───── TASK MATERIAL

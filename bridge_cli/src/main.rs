//! # bridge_cli
//!
//! Evaluates a JSON file of design cases and prints one report per case.
//!
//! ```text
//! bridge_cli cases.json --settings settings.json --pretty
//! ```
//!
//! Exit status: 0 when every case complies, 1 when any check fails or a
//! clause errors, 2 when the input cannot be read.
//!
//! Logs go to stderr and are filtered with `RUST_LOG`.

use std::fs;
use std::path::{Path, PathBuf};
use std::process::ExitCode;

use clap::Parser;
use tracing::{error, info};

use bridge_core::{evaluate_batch, CalcError, CalcResult, DesignCase, EvaluationSettings};

#[derive(Debug, Parser)]
#[command(name = "bridge_cli", version, about = "Check bridge design cases against IRC 5 and IRC 6")]
struct Args {
    /// JSON file holding an array of design cases
    cases: PathBuf,

    /// JSON evaluation settings (defaults when omitted)
    #[arg(short, long)]
    settings: Option<PathBuf>,

    /// Pretty-print the reports
    #[arg(long)]
    pretty: bool,
}

fn load_cases(path: &Path) -> CalcResult<Vec<DesignCase>> {
    let invalid = |reason: String| CalcError::invalid_input("cases", path.display().to_string(), reason);
    let text = fs::read_to_string(path).map_err(|e| invalid(e.to_string()))?;
    serde_json::from_str(&text).map_err(|e| invalid(e.to_string()))
}

fn load_settings(path: Option<&Path>) -> CalcResult<EvaluationSettings> {
    match path {
        Some(path) => {
            let text = fs::read_to_string(path)
                .map_err(|e| CalcError::settings(format!("{}: {}", path.display(), e)))?;
            EvaluationSettings::from_json(&text)
        }
        None => Ok(EvaluationSettings::default()),
    }
}

fn run(args: &Args) -> CalcResult<bool> {
    let settings = load_settings(args.settings.as_deref())?;
    let cases = load_cases(&args.cases)?;
    info!(cases = cases.len(), path = %args.cases.display(), "cases loaded");

    let reports = evaluate_batch(&cases, &settings);
    let json = if args.pretty {
        serde_json::to_string_pretty(&reports)
    } else {
        serde_json::to_string(&reports)
    }
    .map_err(|e| CalcError::settings(e.to_string()))?;
    println!("{}", json);

    Ok(reports.iter().all(|r| r.is_compliant()))
}

fn main() -> ExitCode {
    tracing_subscriber::fmt()
        .with_env_filter(
            tracing_subscriber::EnvFilter::try_from_default_env()
                .unwrap_or_else(|_| tracing_subscriber::EnvFilter::new("info")),
        )
        .with_writer(std::io::stderr)
        .init();

    let args = Args::parse();
    match run(&args) {
        Ok(true) => ExitCode::SUCCESS,
        Ok(false) => ExitCode::from(1),
        Err(err) => {
            error!(code = err.error_code(), error = %err, "evaluation aborted");
            ExitCode::from(2)
        }
    }
}

#[cfg(test)]
mod tests {
    use super::*;
    use clap::CommandFactory;

    #[test]
    fn test_args() {
        Args::command().debug_assert();
        let args = Args::parse_from(["bridge_cli", "cases.json", "-s", "s.json", "--pretty"]);
        assert_eq!(args.cases, PathBuf::from("cases.json"));
        assert_eq!(args.settings, Some(PathBuf::from("s.json")));
        assert!(args.pretty);
    }

    #[test]
    fn test_missing_cases_file_is_input_error() {
        let err = load_cases(Path::new("/nonexistent/cases.json")).unwrap_err();
        assert_eq!(err.error_code(), "INVALID_INPUT");
        assert!(err.is_input_error());
    }

    #[test]
    fn test_missing_settings_file() {
        let err = load_settings(Some(Path::new("/nonexistent/settings.json"))).unwrap_err();
        assert_eq!(err.error_code(), "SETTINGS_ERROR");
        assert_eq!(load_settings(None).unwrap(), EvaluationSettings::default());
    }
}
//! Footway live load (Cl. 206.3).
//!
//! Footways of bridges carrying vehicular traffic take 400 kg/m² up to 7.5 m
//! span, reduced linearly to 300 kg/m² at 30 m. Longer spans use
//! `(P - 260 + 4800/L) * (16.5 - W) / 15` with `W` the footway width.

use serde::{Deserialize, Serialize};
use tracing::debug;

use crate::constants::irc6_2017::FOOTWAY_BASE_INTENSITY_KG_M2;
use crate::errors::{ensure_positive, CalcError, CalcResult};
use crate::reference::{ClauseRef, Standard};
use crate::tables::{round_to, DEFAULT_PRECISION};
use crate::units::{Meters, GRAVITY};

pub const FOOTWAY_LOAD: ClauseRef = ClauseRef::new(Standard::Irc6_2017, "206.3");

/// Footway width at which the long-span intensity reaches zero (m)
const WIDTH_LIMIT: f64 = 16.5;

#[derive(Debug, Clone, Copy, PartialEq, Serialize, Deserialize)]
pub struct FootwayLoad {
    /// Intensity as specified by the standard (kg/m²)
    pub intensity_kg_m2: f64,
    /// Intensity as a pressure (Pa)
    pub pressure_pa: f64,
}

/// Footway live load intensity for an effective span `span` and footway
/// width `width`. The width only matters above 30 m.
pub fn footway_live_load(span: Meters, width: Meters) -> CalcResult<FootwayLoad> {
    let l = ensure_positive("span", span.0)?;
    let p = FOOTWAY_BASE_INTENSITY_KG_M2;

    let intensity = if l <= 7.5 {
        p
    } else if l <= 30.0 {
        p - (40.0 * l - 300.0) / 9.0
    } else {
        let w = ensure_positive("footway_width", width.0)?;
        if w >= WIDTH_LIMIT {
            return Err(CalcError::domain(FOOTWAY_LOAD.citation(), w, 0.0, WIDTH_LIMIT));
        }
        (p - 260.0 + 4800.0 / l) * (WIDTH_LIMIT - w) / 15.0
    };

    debug!(clause = %FOOTWAY_LOAD, span = l, width = width.0, intensity, "evaluated");
    Ok(FootwayLoad {
        intensity_kg_m2: round_to(intensity, DEFAULT_PRECISION),
        pressure_pa: round_to(intensity * GRAVITY, DEFAULT_PRECISION),
    })
}
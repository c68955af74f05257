//! # Unit Types
//!
//! Type-safe wrappers for engineering units, plus the tagged
//! [`DesignParameter`] used at the input boundary.
//!
//! ## Canonical Units
//!
//! Every clause evaluator works in one canonical system:
//! - Length: metres (m)
//! - Force: kilonewtons (kN)
//! - Pressure: pascals (Pa = N/m²)
//! - Angle: degrees
//!
//! Callers tag each raw value with the unit it was measured in. The registry
//! converts to canonical units before any table lookup or formula; nothing is
//! inferred from magnitudes.
//!
//! ## Example
//!
//! ```rust
//! use bridge_core::units::{Meters, Millimeters, DesignParameter, Unit};
//!
//! let kerb: Meters = Millimeters(750.0).into();
//! assert_eq!(kerb.0, 0.75);
//!
//! let width = DesignParameter::new("carriageway_width", 7500.0, Unit::Millimeter);
//! assert_eq!(width.canonical_value(), 7.5);
//! ```

use std::collections::BTreeMap;
use std::ops::{Add, Div, Mul, Sub};

use serde::{Deserialize, Serialize};

use crate::errors::{CalcError, CalcResult};

// ============================================================================
// Conversion factors
// ============================================================================

pub const KILO: f64 = 1e3;
pub const MILLI: f64 = 1e-3;

/// Standard gravity (kN per tonne)
pub const GRAVITY: f64 = 9.81;

// ============================================================================
// Length Units
// ============================================================================

/// Length in metres (canonical)
#[derive(Debug, Clone, Copy, PartialEq, PartialOrd, Default, Serialize, Deserialize)]
#[serde(transparent)]
pub struct Meters(pub f64);

/// Length in millimetres
#[derive(Debug, Clone, Copy, PartialEq, PartialOrd, Default, Serialize, Deserialize)]
#[serde(transparent)]
pub struct Millimeters(pub f64);

// Division rather than multiplication by MILLI keeps 900 mm == 0.9 m bit-exact.
impl From<Millimeters> for Meters {
    fn from(mm: Millimeters) -> Self {
        Meters(mm.0 / KILO)
    }
}

impl From<Meters> for Millimeters {
    fn from(m: Meters) -> Self {
        Millimeters(m.0 * KILO)
    }
}

// ============================================================================
// Force Units
// ============================================================================

/// Force in kilonewtons (canonical)
#[derive(Debug, Clone, Copy, PartialEq, PartialOrd, Default, Serialize, Deserialize)]
#[serde(transparent)]
pub struct KiloNewtons(pub f64);

/// Force in newtons
#[derive(Debug, Clone, Copy, PartialEq, PartialOrd, Default, Serialize, Deserialize)]
#[serde(transparent)]
pub struct Newtons(pub f64);

/// Tonne-force, as unit weights in IRC 6 Cl. 203 are given
#[derive(Debug, Clone, Copy, PartialEq, PartialOrd, Default, Serialize, Deserialize)]
#[serde(transparent)]
pub struct Tonnes(pub f64);

impl From<Newtons> for KiloNewtons {
    fn from(n: Newtons) -> Self {
        KiloNewtons(n.0 / KILO)
    }
}

impl From<KiloNewtons> for Newtons {
    fn from(kn: KiloNewtons) -> Self {
        Newtons(kn.0 * KILO)
    }
}

impl From<Tonnes> for KiloNewtons {
    fn from(t: Tonnes) -> Self {
        KiloNewtons(t.0 * GRAVITY)
    }
}

// ============================================================================
// Pressure Units
// ============================================================================

/// Pressure in pascals (canonical)
#[derive(Debug, Clone, Copy, PartialEq, PartialOrd, Default, Serialize, Deserialize)]
#[serde(transparent)]
pub struct Pascals(pub f64);

/// Pressure in kilopascals (kN/m²)
#[derive(Debug, Clone, Copy, PartialEq, PartialOrd, Default, Serialize, Deserialize)]
#[serde(transparent)]
pub struct KiloPascals(pub f64);

impl From<KiloPascals> for Pascals {
    fn from(kpa: KiloPascals) -> Self {
        Pascals(kpa.0 * KILO)
    }
}

impl From<Pascals> for KiloPascals {
    fn from(pa: Pascals) -> Self {
        KiloPascals(pa.0 / KILO)
    }
}

// ============================================================================
// Angles and Ratios
// ============================================================================

/// Angle in degrees (canonical)
#[derive(Debug, Clone, Copy, PartialEq, PartialOrd, Default, Serialize, Deserialize)]
#[serde(transparent)]
pub struct Degrees(pub f64);

/// Ratio expressed in percent (e.g. a 0.3 % gradient)
#[derive(Debug, Clone, Copy, PartialEq, PartialOrd, Default, Serialize, Deserialize)]
#[serde(transparent)]
pub struct Percent(pub f64);

// ============================================================================
// Arithmetic Implementations (macro to reduce boilerplate)
// ============================================================================

macro_rules! impl_arithmetic {
    ($type:ty) => {
        impl Add for $type {
            type Output = Self;
            fn add(self, rhs: Self) -> Self::Output {
                Self(self.0 + rhs.0)
            }
        }

        impl Sub for $type {
            type Output = Self;
            fn sub(self, rhs: Self) -> Self::Output {
                Self(self.0 - rhs.0)
            }
        }

        impl Mul<f64> for $type {
            type Output = Self;
            fn mul(self, rhs: f64) -> Self::Output {
                Self(self.0 * rhs)
            }
        }

        impl Div<f64> for $type {
            type Output = Self;
            fn div(self, rhs: f64) -> Self::Output {
                Self(self.0 / rhs)
            }
        }

        impl $type {
            /// Get the raw f64 value
            pub fn value(self) -> f64 {
                self.0
            }

            /// Create from raw f64 value
            pub fn new(value: f64) -> Self {
                Self(value)
            }
        }
    };
}

impl_arithmetic!(Meters);
impl_arithmetic!(Millimeters);
impl_arithmetic!(KiloNewtons);
impl_arithmetic!(Newtons);
impl_arithmetic!(Tonnes);
impl_arithmetic!(Pascals);
impl_arithmetic!(KiloPascals);
impl_arithmetic!(Degrees);
impl_arithmetic!(Percent);

// ============================================================================
// Tagged design parameters
// ============================================================================

/// Physical dimension of a unit
#[derive(Debug, Clone, Copy, PartialEq, Eq, Hash, Serialize, Deserialize)]
pub enum UnitKind {
    Length,
    Force,
    Pressure,
    Angle,
    Velocity,
    Area,
    Dimensionless,
}

/// Unit tag attached to every caller-supplied value
#[derive(Debug, Clone, Copy, PartialEq, Eq, Hash, Serialize, Deserialize)]
#[serde(rename_all = "snake_case")]
pub enum Unit {
    Meter,
    Millimeter,
    KiloNewton,
    Newton,
    /// Tonne-force, converted with [`GRAVITY`]
    Tonne,
    Pascal,
    KiloPascal,
    Degree,
    /// Wind speed
    MeterPerSecond,
    /// Exposed or plan area
    SquareMeter,
    /// Percent, stored canonically as the percentage figure itself
    Percent,
    Dimensionless,
}

impl Unit {
    /// Dimension of this unit
    pub fn kind(&self) -> UnitKind {
        match self {
            Unit::Meter | Unit::Millimeter => UnitKind::Length,
            Unit::KiloNewton | Unit::Newton | Unit::Tonne => UnitKind::Force,
            Unit::Pascal | Unit::KiloPascal => UnitKind::Pressure,
            Unit::Degree => UnitKind::Angle,
            Unit::MeterPerSecond => UnitKind::Velocity,
            Unit::SquareMeter => UnitKind::Area,
            Unit::Percent | Unit::Dimensionless => UnitKind::Dimensionless,
        }
    }

    /// Convert a raw value in this unit to the canonical unit of its kind
    pub fn to_canonical(&self, value: f64) -> f64 {
        match self {
            Unit::Meter => value,
            Unit::Millimeter => Meters::from(Millimeters(value)).0,
            Unit::KiloNewton => value,
            Unit::Newton => KiloNewtons::from(Newtons(value)).0,
            Unit::Tonne => KiloNewtons::from(Tonnes(value)).0,
            Unit::Pascal => value,
            Unit::KiloPascal => Pascals::from(KiloPascals(value)).0,
            Unit::Degree => value,
            Unit::MeterPerSecond => value,
            Unit::SquareMeter => value,
            Unit::Percent => value,
            Unit::Dimensionless => value,
        }
    }

    /// Short symbol for reports
    pub fn symbol(&self) -> &'static str {
        match self {
            Unit::Meter => "m",
            Unit::Millimeter => "mm",
            Unit::KiloNewton => "kN",
            Unit::Newton => "N",
            Unit::Tonne => "t",
            Unit::Pascal => "Pa",
            Unit::KiloPascal => "kPa",
            Unit::Degree => "deg",
            Unit::MeterPerSecond => "m/s",
            Unit::SquareMeter => "m²",
            Unit::Percent => "%",
            Unit::Dimensionless => "-",
        }
    }
}

/// A named numeric value with an explicit unit tag.
///
/// ## JSON Example
///
/// ```json
/// { "name": "carriageway_width", "value": 7500.0, "unit": "millimeter" }
/// ```
#[derive(Debug, Clone, PartialEq, Serialize, Deserialize)]
pub struct DesignParameter {
    pub name: String,
    pub value: f64,
    pub unit: Unit,
}

impl DesignParameter {
    pub fn new(name: impl Into<String>, value: f64, unit: Unit) -> Self {
        Self {
            name: name.into(),
            value,
            unit,
        }
    }

    /// Value converted to the canonical unit of its kind
    pub fn canonical_value(&self) -> f64 {
        self.unit.to_canonical(self.value)
    }
}

/// Named collection of design parameters with typed, normalizing accessors.
///
/// Accessors fail with `MissingParameter` when the name is absent and with
/// `InvalidInput` when the tagged unit has the wrong dimension or the value
/// is not finite.
#[derive(Debug, Clone, Default, PartialEq, Serialize, Deserialize)]
#[serde(from = "Vec<DesignParameter>", into = "Vec<DesignParameter>")]
pub struct DesignParameters {
    entries: BTreeMap<String, DesignParameter>,
}

impl From<Vec<DesignParameter>> for DesignParameters {
    fn from(list: Vec<DesignParameter>) -> Self {
        let mut params = DesignParameters::default();
        for p in list {
            params.insert(p);
        }
        params
    }
}

impl From<DesignParameters> for Vec<DesignParameter> {
    fn from(params: DesignParameters) -> Self {
        params.entries.into_values().collect()
    }
}

impl DesignParameters {
    pub fn new() -> Self {
        Self::default()
    }

    /// Insert or replace a parameter
    pub fn insert(&mut self, param: DesignParameter) {
        self.entries.insert(param.name.clone(), param);
    }

    /// Builder-style insert
    pub fn with(mut self, name: impl Into<String>, value: f64, unit: Unit) -> Self {
        self.insert(DesignParameter::new(name, value, unit));
        self
    }

    pub fn contains(&self, name: &str) -> bool {
        self.entries.contains_key(name)
    }

    pub fn len(&self) -> usize {
        self.entries.len()
    }

    pub fn is_empty(&self) -> bool {
        self.entries.is_empty()
    }

    fn canonical(&self, name: &str, kind: UnitKind) -> CalcResult<f64> {
        let param = self
            .entries
            .get(name)
            .ok_or_else(|| CalcError::missing_parameter(name))?;
        if param.unit.kind() != kind {
            return Err(CalcError::invalid_input(
                name,
                format!("{} {}", param.value, param.unit.symbol()),
                format!("Expected a {:?} unit", kind),
            ));
        }
        let value = param.canonical_value();
        if !value.is_finite() {
            return Err(CalcError::invalid_input(name, value.to_string(), "Value must be finite"));
        }
        Ok(value)
    }

    /// Length in metres
    pub fn length(&self, name: &str) -> CalcResult<Meters> {
        self.canonical(name, UnitKind::Length).map(Meters)
    }

    /// Length in metres, `None` when absent (wrong units still fail)
    pub fn optional_length(&self, name: &str) -> CalcResult<Option<Meters>> {
        if self.contains(name) {
            self.length(name).map(Some)
        } else {
            Ok(None)
        }
    }

    /// Force in kilonewtons
    pub fn force(&self, name: &str) -> CalcResult<KiloNewtons> {
        self.canonical(name, UnitKind::Force).map(KiloNewtons)
    }

    /// Pressure in pascals
    pub fn pressure(&self, name: &str) -> CalcResult<Pascals> {
        self.canonical(name, UnitKind::Pressure).map(Pascals)
    }

    /// Angle in degrees
    pub fn angle(&self, name: &str) -> CalcResult<Degrees> {
        self.canonical(name, UnitKind::Angle).map(Degrees)
    }

    /// Speed in metres per second
    pub fn velocity(&self, name: &str) -> CalcResult<f64> {
        self.canonical(name, UnitKind::Velocity)
    }

    /// Area in square metres
    pub fn area(&self, name: &str) -> CalcResult<f64> {
        self.canonical(name, UnitKind::Area)
    }

    /// Dimensionless value (ratios, percentages)
    pub fn ratio(&self, name: &str) -> CalcResult<f64> {
        self.canonical(name, UnitKind::Dimensionless)
    }
}

#[cfg(test)]
mod tests {
    use super::*;

    #[test]
    fn test_millimeters_to_meters_exact() {
        let m: Meters = Millimeters(900.0).into();
        assert_eq!(m.0, 0.9);
        let m: Meters = Millimeters(225.0).into();
        assert_eq!(m.0, 0.225);
    }

    #[test]
    fn test_tonnes_to_kilonewtons() {
        let kn: KiloNewtons = Tonnes(10.0).into();
        assert!((kn.0 - 98.1).abs() < 1e-9);
    }

    #[test]
    fn test_arithmetic() {
        let a = Meters(10.0);
        let b = Meters(5.0);
        assert_eq!((a + b).0, 15.0);
        assert_eq!((a - b).0, 5.0);
        assert_eq!((a * 2.0).0, 20.0);
        assert_eq!((a / 2.0).0, 5.0);
    }

    #[test]
    fn test_serialization() {
        let m = Meters(7.5);
        let json = serde_json::to_string(&m).unwrap();
        assert_eq!(json, "7.5");
        let unit = serde_json::to_string(&Unit::KiloPascal).unwrap();
        assert_eq!(unit, "\"kilo_pascal\"");
    }

    #[test]
    fn test_parameters_normalize() {
        let params = DesignParameters::new()
            .with("carriageway_width", 7500.0, Unit::Millimeter)
            .with("pressure", 0.5, Unit::KiloPascal);
        assert_eq!(params.length("carriageway_width").unwrap(), Meters(7.5));
        assert_eq!(params.pressure("pressure").unwrap(), Pascals(500.0));
    }

    #[test]
    fn test_parameters_missing_and_wrong_kind() {
        let params = DesignParameters::new().with("span", 30.0, Unit::Degree);
        assert_eq!(
            params.length("kerb_width").unwrap_err(),
            CalcError::missing_parameter("kerb_width")
        );
        assert_eq!(params.length("span").unwrap_err().error_code(), "INVALID_INPUT");
        assert_eq!(params.optional_length("footpath_width").unwrap(), None);
    }

    #[test]
    fn test_area_kind_is_checked() {
        let params = DesignParameters::new()
            .with("solid_area_m2", 20.0, Unit::SquareMeter)
            .with("plan_area_m2", 100.0, Unit::Dimensionless);
        assert_eq!(params.area("solid_area_m2").unwrap(), 20.0);
        assert_eq!(params.area("plan_area_m2").unwrap_err().error_code(), "INVALID_INPUT");
        assert_eq!(serde_json::to_string(&Unit::SquareMeter).unwrap(), "\"square_meter\"");
    }

    #[test]
    fn test_parameters_json_roundtrip() {
        let params = DesignParameters::new().with("span", 30.0, Unit::Meter);
        let json = serde_json::to_string(&params).unwrap();
        assert!(json.starts_with('['));
        let back: DesignParameters = serde_json::from_str(&json).unwrap();
        assert_eq!(back, params);
    }
}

──────────

- _PROBLEM STATEMENT_: Start with the line above that contains "self.canonical(name, UnitKind::Angle).map(Degrees)" and stop after the line that contains "assert_eq!((a - b).0, 5.0);". Output those lines exactly, and only those.

- _ANSWER SPACE_:
        self.canonical(name, UnitKind::Angle).map(Degrees)
    }

    /// Speed in metres per second
    pub fn velocity(&self, name: &str) -> CalcResult<f64> {
        self.canonical(name, UnitKind::Velocity)
    }

    /// Area in square metres
    pub fn area(&self, name: &str) -> CalcResult<f64> {
        self.canonical(name, UnitKind::Area)
    }

    /// Dimensionless value (ratios, percentages)
    pub fn ratio(&self, name: &str) -> CalcResult<f64> {
        self.canonical(name, UnitKind::Dimensionless)
    }
}

#[cfg(test)]
mod tests {
    use super::*;

    #[test]
    fn test_millimeters_to_meters_exact() {
        let m: Meters = Millimeters(900.0).into();
        assert_eq!(m.0, 0.9);
        let m: Meters = Millimeters(225.0).into();
        assert_eq!(m.0, 0.225);
    }

    #[test]
    fn test_tonnes_to_kilonewtons() {
        let kn: KiloNewtons = Tonnes(10.0).into();
        assert!((kn.0 - 98.1).abs() < 1e-9);
    }

    #[test]
    fn test_arithmetic() {
        let a = Meters(10.0);
        let b = Meters(5.0);
        assert_eq!((a + b).0, 15.0);
        assert_eq!((a - b).0, 5.0);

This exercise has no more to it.